> [Saved data entries]:
Segment Open

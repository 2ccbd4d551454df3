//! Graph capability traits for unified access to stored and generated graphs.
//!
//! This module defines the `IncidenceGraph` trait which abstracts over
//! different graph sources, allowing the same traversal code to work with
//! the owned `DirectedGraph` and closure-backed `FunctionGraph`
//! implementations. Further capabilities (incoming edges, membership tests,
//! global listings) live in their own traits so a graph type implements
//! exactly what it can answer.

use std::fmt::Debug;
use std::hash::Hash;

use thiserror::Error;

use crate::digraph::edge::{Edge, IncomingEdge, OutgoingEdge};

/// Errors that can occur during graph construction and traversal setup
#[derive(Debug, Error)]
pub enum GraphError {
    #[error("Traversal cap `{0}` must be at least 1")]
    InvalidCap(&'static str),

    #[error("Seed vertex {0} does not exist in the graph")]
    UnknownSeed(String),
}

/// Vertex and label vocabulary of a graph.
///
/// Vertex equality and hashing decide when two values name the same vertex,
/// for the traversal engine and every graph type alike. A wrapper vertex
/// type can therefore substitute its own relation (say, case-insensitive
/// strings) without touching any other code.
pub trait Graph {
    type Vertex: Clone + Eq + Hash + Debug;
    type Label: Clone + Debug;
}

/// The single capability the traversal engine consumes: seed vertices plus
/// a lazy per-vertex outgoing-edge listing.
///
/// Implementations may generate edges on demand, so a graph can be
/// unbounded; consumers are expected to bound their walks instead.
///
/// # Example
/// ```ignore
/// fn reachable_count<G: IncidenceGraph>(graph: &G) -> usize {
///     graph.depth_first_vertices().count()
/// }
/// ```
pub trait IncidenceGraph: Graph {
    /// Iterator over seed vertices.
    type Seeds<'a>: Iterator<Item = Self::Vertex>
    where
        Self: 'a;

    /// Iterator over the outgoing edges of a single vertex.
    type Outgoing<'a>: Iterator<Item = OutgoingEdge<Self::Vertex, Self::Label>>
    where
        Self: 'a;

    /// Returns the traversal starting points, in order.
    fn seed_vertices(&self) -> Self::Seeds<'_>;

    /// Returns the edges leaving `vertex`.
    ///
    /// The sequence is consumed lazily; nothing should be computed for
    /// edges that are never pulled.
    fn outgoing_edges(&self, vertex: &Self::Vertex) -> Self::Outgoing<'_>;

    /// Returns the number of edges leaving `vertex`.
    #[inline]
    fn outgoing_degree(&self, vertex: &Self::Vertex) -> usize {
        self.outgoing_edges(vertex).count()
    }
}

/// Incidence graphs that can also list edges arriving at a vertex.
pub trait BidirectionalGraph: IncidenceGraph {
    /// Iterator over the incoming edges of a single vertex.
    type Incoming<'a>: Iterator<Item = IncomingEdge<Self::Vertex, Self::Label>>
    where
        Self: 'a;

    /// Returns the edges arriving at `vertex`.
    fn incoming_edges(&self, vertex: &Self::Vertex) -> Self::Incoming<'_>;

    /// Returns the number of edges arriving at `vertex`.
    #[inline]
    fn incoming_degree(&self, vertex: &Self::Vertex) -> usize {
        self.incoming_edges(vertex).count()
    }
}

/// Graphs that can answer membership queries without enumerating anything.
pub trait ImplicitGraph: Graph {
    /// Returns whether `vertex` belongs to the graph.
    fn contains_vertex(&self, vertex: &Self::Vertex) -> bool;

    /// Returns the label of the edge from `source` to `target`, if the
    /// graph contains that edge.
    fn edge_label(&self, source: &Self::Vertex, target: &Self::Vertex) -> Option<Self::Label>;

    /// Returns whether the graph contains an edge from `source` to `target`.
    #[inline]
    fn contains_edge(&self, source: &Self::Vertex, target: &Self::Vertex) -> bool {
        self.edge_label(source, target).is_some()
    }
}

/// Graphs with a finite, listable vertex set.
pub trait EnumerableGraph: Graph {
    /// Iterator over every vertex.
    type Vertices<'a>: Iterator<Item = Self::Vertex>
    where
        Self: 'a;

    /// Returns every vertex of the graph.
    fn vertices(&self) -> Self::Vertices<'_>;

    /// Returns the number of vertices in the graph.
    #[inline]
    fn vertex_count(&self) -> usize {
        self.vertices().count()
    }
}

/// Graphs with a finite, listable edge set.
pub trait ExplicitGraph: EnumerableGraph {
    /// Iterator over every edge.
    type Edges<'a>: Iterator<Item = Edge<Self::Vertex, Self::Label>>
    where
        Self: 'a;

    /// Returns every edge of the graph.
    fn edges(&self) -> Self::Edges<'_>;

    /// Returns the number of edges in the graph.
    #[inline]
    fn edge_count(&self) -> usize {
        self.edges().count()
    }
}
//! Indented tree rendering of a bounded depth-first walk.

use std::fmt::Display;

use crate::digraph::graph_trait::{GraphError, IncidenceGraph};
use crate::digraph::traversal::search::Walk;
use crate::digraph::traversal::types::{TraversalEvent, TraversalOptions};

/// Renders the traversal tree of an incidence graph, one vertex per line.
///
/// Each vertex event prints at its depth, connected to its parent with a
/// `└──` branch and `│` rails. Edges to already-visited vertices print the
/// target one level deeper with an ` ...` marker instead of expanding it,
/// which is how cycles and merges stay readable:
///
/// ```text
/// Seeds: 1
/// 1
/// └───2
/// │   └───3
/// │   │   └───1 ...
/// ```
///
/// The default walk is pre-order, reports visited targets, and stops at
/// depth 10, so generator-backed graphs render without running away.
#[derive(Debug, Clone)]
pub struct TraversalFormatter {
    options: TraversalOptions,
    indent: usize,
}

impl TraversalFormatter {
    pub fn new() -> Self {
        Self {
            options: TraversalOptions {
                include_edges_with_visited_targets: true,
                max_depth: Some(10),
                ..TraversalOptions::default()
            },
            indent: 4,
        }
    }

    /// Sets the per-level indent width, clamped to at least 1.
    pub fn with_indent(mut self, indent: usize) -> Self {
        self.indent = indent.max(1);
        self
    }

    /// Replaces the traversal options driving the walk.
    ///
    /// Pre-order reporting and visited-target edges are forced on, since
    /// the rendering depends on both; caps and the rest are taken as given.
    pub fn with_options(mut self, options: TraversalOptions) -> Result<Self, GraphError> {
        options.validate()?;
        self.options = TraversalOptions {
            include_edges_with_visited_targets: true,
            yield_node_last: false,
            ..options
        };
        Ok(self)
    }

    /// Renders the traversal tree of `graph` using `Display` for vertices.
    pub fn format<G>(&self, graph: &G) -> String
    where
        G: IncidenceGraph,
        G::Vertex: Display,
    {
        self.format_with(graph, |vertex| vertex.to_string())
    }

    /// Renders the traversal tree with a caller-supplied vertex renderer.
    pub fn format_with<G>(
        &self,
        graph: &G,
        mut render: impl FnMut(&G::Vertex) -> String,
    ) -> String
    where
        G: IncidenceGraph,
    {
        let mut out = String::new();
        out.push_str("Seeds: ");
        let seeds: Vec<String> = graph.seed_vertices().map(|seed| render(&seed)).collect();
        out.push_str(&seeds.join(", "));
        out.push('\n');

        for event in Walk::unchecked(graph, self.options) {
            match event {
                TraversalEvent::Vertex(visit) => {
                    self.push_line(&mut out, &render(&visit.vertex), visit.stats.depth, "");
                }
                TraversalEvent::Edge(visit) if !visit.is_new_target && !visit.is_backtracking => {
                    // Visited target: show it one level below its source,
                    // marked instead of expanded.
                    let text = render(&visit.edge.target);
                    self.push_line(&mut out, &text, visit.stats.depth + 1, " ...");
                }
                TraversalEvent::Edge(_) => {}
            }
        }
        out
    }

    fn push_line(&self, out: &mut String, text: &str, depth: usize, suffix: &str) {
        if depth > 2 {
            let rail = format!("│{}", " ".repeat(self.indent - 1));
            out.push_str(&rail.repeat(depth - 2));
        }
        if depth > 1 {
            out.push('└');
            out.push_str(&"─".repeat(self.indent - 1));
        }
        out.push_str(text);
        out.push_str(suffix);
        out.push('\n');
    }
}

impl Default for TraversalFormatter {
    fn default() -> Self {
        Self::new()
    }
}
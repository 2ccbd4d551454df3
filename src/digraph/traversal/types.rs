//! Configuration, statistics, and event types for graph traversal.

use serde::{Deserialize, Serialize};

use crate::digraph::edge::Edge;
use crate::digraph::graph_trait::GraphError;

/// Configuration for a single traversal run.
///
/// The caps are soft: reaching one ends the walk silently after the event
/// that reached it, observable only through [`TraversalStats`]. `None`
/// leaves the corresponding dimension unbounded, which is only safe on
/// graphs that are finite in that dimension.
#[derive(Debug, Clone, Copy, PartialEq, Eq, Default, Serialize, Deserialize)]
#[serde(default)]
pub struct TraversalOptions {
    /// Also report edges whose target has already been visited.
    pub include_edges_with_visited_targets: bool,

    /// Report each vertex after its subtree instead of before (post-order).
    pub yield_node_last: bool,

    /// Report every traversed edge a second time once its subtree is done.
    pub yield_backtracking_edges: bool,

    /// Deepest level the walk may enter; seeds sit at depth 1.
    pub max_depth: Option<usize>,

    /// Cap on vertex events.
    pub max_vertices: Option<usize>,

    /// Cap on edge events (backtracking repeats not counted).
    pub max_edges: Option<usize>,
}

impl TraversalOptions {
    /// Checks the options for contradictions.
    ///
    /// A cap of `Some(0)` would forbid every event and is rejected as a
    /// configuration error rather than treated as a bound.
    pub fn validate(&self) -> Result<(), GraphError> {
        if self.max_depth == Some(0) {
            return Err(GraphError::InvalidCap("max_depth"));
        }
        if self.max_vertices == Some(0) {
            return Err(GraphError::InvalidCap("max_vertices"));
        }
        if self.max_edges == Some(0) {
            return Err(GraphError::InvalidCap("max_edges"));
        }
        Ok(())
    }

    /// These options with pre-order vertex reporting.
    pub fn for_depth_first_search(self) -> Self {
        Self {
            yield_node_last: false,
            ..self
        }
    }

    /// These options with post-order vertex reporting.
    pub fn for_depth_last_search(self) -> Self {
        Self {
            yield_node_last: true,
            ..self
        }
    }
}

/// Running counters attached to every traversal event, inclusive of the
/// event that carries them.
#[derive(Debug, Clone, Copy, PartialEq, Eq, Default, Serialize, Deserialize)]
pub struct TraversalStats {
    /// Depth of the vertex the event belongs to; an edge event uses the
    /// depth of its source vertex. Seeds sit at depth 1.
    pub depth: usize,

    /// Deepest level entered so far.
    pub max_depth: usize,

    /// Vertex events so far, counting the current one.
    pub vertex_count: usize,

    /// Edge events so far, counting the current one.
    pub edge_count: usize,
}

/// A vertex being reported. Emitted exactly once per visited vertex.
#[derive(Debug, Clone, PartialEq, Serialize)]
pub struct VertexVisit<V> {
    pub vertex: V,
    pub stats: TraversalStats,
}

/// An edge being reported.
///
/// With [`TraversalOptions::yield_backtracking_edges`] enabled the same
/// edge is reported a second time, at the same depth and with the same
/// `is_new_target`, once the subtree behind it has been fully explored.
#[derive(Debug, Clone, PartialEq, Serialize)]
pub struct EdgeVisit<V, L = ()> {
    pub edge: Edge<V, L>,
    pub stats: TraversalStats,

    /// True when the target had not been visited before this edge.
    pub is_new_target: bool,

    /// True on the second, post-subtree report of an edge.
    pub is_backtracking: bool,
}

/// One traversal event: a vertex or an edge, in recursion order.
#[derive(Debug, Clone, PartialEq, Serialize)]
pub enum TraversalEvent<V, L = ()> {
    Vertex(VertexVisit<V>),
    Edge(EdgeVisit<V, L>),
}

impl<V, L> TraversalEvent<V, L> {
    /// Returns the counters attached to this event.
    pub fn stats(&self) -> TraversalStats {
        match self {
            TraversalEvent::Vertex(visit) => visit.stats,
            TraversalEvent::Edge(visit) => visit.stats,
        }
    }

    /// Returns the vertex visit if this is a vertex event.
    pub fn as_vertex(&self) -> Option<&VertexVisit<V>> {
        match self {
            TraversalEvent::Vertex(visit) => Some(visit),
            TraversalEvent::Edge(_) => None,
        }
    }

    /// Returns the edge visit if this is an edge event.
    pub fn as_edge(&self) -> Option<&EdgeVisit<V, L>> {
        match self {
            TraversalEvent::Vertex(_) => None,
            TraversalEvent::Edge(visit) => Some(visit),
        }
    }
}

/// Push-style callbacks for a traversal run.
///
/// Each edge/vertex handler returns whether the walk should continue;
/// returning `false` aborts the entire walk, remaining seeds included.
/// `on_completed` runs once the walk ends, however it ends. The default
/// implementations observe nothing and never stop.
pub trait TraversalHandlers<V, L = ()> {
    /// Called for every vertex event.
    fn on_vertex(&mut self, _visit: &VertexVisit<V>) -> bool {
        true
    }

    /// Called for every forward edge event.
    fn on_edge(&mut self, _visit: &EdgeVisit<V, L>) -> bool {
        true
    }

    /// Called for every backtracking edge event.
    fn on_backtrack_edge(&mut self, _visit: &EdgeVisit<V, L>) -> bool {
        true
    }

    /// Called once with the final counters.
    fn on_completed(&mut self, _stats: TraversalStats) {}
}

Segment Closed

> [WHAT IS EXPECTED]: Count each line above with "Called"; write only the number.

> [ANSWER TO THE PROBLEM]: 4